A McDonald’s All-American coming out of high school, the 6-foot-7 freshman forward from Cincinnati started his career with consecutive double-doubles, a first in Cardinals’ history. After a win over Memphis on Dec. 17 that ran the team’s record to 10-0, Behanan said Louisville would go undefeated.
Louisville stumbled and Behanan swooned, playing one of his worst games of the season against Kentucky on Dec. 31, when he fouled out after 15 minutes without making an impact in a 69-62 loss. The two teams meet again Saturday at the Final Four.
“Watch a film of when we played them in Lexington — it looks like we didn’t know what we were doing out there, to be honest with you,” said Behanan, who picked up three fouls in a 4-minute stretch and finished with four points and five rebounds. “We were just running around.”

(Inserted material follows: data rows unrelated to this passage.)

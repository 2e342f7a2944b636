// Copyright 2025 Schelling Point Labs Inc
// SPDX-License-Identifier: AGPL-3.0-only

//! Validation helpers for API contract types

use crate::error::ApiContractError;
use chrono::{DateTime, NaiveDate, Utc};
use std::collections::HashMap;
use validator::{ValidationError, ValidationErrors};

/// Parse a due date given either as an RFC 3339 timestamp or as a plain
/// `YYYY-MM-DD` date (midnight UTC).
pub fn parse_due_date(value: &str) -> Result<DateTime<Utc>, ApiContractError> {
    let trimmed = value.trim();
    if let Ok(ts) = DateTime::parse_from_rfc3339(trimmed) {
        return Ok(ts.with_timezone(&Utc));
    }
    if let Ok(date) = NaiveDate::parse_from_str(trimmed, "%Y-%m-%d") {
        if let Some(midnight) = date.and_hms_opt(0, 0, 0) {
            return Ok(midnight.and_utc());
        }
    }
    Err(ApiContractError::InvalidDueDate(value.to_string()))
}

/// `validator` hook for due date fields
pub fn validate_due_date(value: &str) -> Result<(), ValidationError> {
    parse_due_date(value).map(|_| ()).map_err(|_| {
        let mut err = ValidationError::new("due_date");
        err.message = Some("Due date must be an RFC 3339 timestamp or YYYY-MM-DD".into());
        err
    })
}

/// Flatten validation errors into per-field human-readable messages, keyed
/// by the camelCase names used on the wire
pub fn field_messages(errors: &ValidationErrors) -> HashMap<String, Vec<String>> {
    errors
        .field_errors()
        .into_iter()
        .map(|(field, errs)| {
            let messages = errs
                .iter()
                .map(|e| match &e.message {
                    Some(message) => message.to_string(),
                    None => e.code.to_string(),
                })
                .collect();
            (wire_name(&field), messages)
        })
        .collect()
}

fn wire_name(field: &str) -> String {
    let mut name = String::with_capacity(field.len());
    let mut upper = false;
    for ch in field.chars() {
        if ch == '_' {
            upper = true;
        } else if upper {
            name.push(ch.to_ascii_uppercase());
            upper = false;
        } else {
            name.push(ch);
        }
    }
    name
}
// Copyright 2025 Schelling Point Labs Inc
// SPDX-License-Identifier: AGPL-3.0-only

//! Domain types for Taskboard
//!
//! The enumerations a task moves through. They are shared by the REST
//! contract, the SQLite layer and the server so that no other value can ever
//! be persisted or sent over the wire.

pub mod task;
pub mod user;

pub use task::*;
pub use user::*;
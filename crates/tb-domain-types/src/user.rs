// Copyright 2025 Schelling Point Labs Inc
// SPDX-License-Identifier: AGPL-3.0-only

//! User-related domain types

use serde::{Deserialize, Serialize};

/// Public view of a user. Never carries credential material.
#[derive(Debug, Clone, PartialEq, Eq, Serialize, Deserialize)]
#[cfg_attr(feature = "utoipa", derive(utoipa::ToSchema))]
pub struct UserProfile {
    pub id: String,
    pub name: String,
    pub email: String,
}
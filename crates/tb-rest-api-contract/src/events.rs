// Copyright 2025 Schelling Point Labs Inc
// SPDX-License-Identifier: AGPL-3.0-only

//! Real-time event frames pushed to connected clients
//!
//! Each frame is serialized as `{"event": "<name>", "data": {...}}`.

use crate::types::Task;
use serde::{Deserialize, Serialize};
use tb_domain_types::{TaskPriority, TaskStatus};

pub const STATUS_CHANGED: &str = "task:status-changed";
pub const PRIORITY_CHANGED: &str = "task:priority-changed";
pub const ASSIGNEE_CHANGED: &str = "task:assignee-changed";
pub const ASSIGNED: &str = "task:assigned";

#[derive(Debug, Clone, PartialEq, Eq, Serialize, Deserialize)]
#[cfg_attr(feature = "utoipa", derive(utoipa::ToSchema))]
#[serde(rename_all = "camelCase")]
pub struct StatusChanged {
    pub task_id: String,
    pub old_status: TaskStatus,
    pub new_status: TaskStatus,
    pub task: Task,
}

#[derive(Debug, Clone, PartialEq, Eq, Serialize, Deserialize)]
#[cfg_attr(feature = "utoipa", derive(utoipa::ToSchema))]
#[serde(rename_all = "camelCase")]
pub struct PriorityChanged {
    pub task_id: String,
    pub old_priority: TaskPriority,
    pub new_priority: TaskPriority,
    pub task: Task,
}

#[derive(Debug, Clone, PartialEq, Eq, Serialize, Deserialize)]
#[cfg_attr(feature = "utoipa", derive(utoipa::ToSchema))]
#[serde(rename_all = "camelCase")]
pub struct AssigneeChanged {
    pub task_id: String,
    #[serde(default, skip_serializing_if = "Option::is_none")]
    pub old_assignee_id: Option<String>,
    #[serde(default, skip_serializing_if = "Option::is_none")]
    pub new_assignee_id: Option<String>,
    pub task: Task,
}

/// Personal notification delivered only to the assignee's connections
#[derive(Debug, Clone, PartialEq, Eq, Serialize, Deserialize)]
#[cfg_attr(feature = "utoipa", derive(utoipa::ToSchema))]
pub struct Assigned {
    pub message: String,
    pub task: Task,
}

impl Assigned {
    pub fn for_task(task: Task) -> Self {
        Self {
            message: format!("You have been assigned to task: {}", task.title),
            task,
        }
    }
}

/// A named event frame
#[derive(Debug, Clone, PartialEq, Eq, Serialize, Deserialize)]
#[serde(tag = "event", content = "data")]
pub enum TaskEvent {
    #[serde(rename = "task:status-changed")]
    StatusChanged(StatusChanged),
    #[serde(rename = "task:priority-changed")]
    PriorityChanged(PriorityChanged),
    #[serde(rename = "task:assignee-changed")]
    AssigneeChanged(AssigneeChanged),
    #[serde(rename = "task:assigned")]
    Assigned(Assigned),
}

impl TaskEvent {
    /// Wire name of the event
    pub fn name(&self) -> &'static str {
        match self {
            TaskEvent::StatusChanged(_) => STATUS_CHANGED,
            TaskEvent::PriorityChanged(_) => PRIORITY_CHANGED,
            TaskEvent::AssigneeChanged(_) => ASSIGNEE_CHANGED,
            TaskEvent::Assigned(_) => ASSIGNED,
        }
    }

    /// Task carried by the event
    pub fn task(&self) -> &Task {
        match self {
            TaskEvent::StatusChanged(e) => &e.task,
            TaskEvent::PriorityChanged(e) => &e.task,
            TaskEvent::AssigneeChanged(e) => &e.task,
            TaskEvent::Assigned(e) => &e.task,
        }
    }
}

Behanan said only assistant Richard Pitino approached him about the undefeated statement, telling him to watch what he said. Behanan says he learned from stretch and the mistakes he made against the Wildcats.
“It was a humbling process and a hard process, too,” Behanan said. “Coming off a loss to Georgetown and then another loss to Kentucky, it was really hard for us. We just had to find, we had to dig deep inside to find what was really wrong with us when we went in the slump. They’re both really good teams and I give credit all to them, they just beat us. But there’s a new story now.”
Sure is. Louisville’s late-season surge with eight straight wins, including the Big East tournament championship, coincides with the maturation of its star freshman.
“I think Chane has learned to keep his mouth shut. That’s No. 1,” senior Chris Smith said. “He’s grown up. He’s become a man. In the last three or four weeks he’s become a man.”
Behanan was named the West Regional’s most outstanding player on the strength of his second-half play in Phoenix against Michigan State and Florida.
After going scoreless in the first 20 minutes, he paired 15 second-half points with his nine rebounds against the Spartans, then scored 13 of his 17 points against the Gators in the second half, including the game’s go-ahead bucket with 1:12 to play on a turnaround jumper he said he modeled after his favorite player, Kobe Bryant.
In Louisville’s four NCAA tournament wins, Behanan is leading the team with 14 points per game.
Senior Kyle Kuric said early in the season that Behanan might grow overconfident after a strong performance and follow up with couple of poor practices.
“Now he’s matured and understands that ‘I can have a great game and to keep it going I need to stay hungry and stay focused to have another good game,’” Kuric said.
Behanan says he’s working more, studying film and using coach Rick Pitino’s conditioning program.
“To me it feels like the game comes to you,” he said. “You just do unbelievable stuff you never did before.”
Pitino said there’s more to come from the 19-year-old.
“He’s just scratching his potential,” he said. “He’s going to get so much better down the road.”
Behanan first tasted the Kentucky-Louisville rivalry after transferring to Bowling Green in western Kentucky to finish his high school career. He’s looking forward to giving his team a shot at redemption and showing the Wildcats he’s a different player than they saw in December.
“I feel like if I would have stayed in the game it would have been pretty much an even game,” he said. “Win or lose, it would have been a real good game.”
He’ll get another shot Saturday in New Orleans.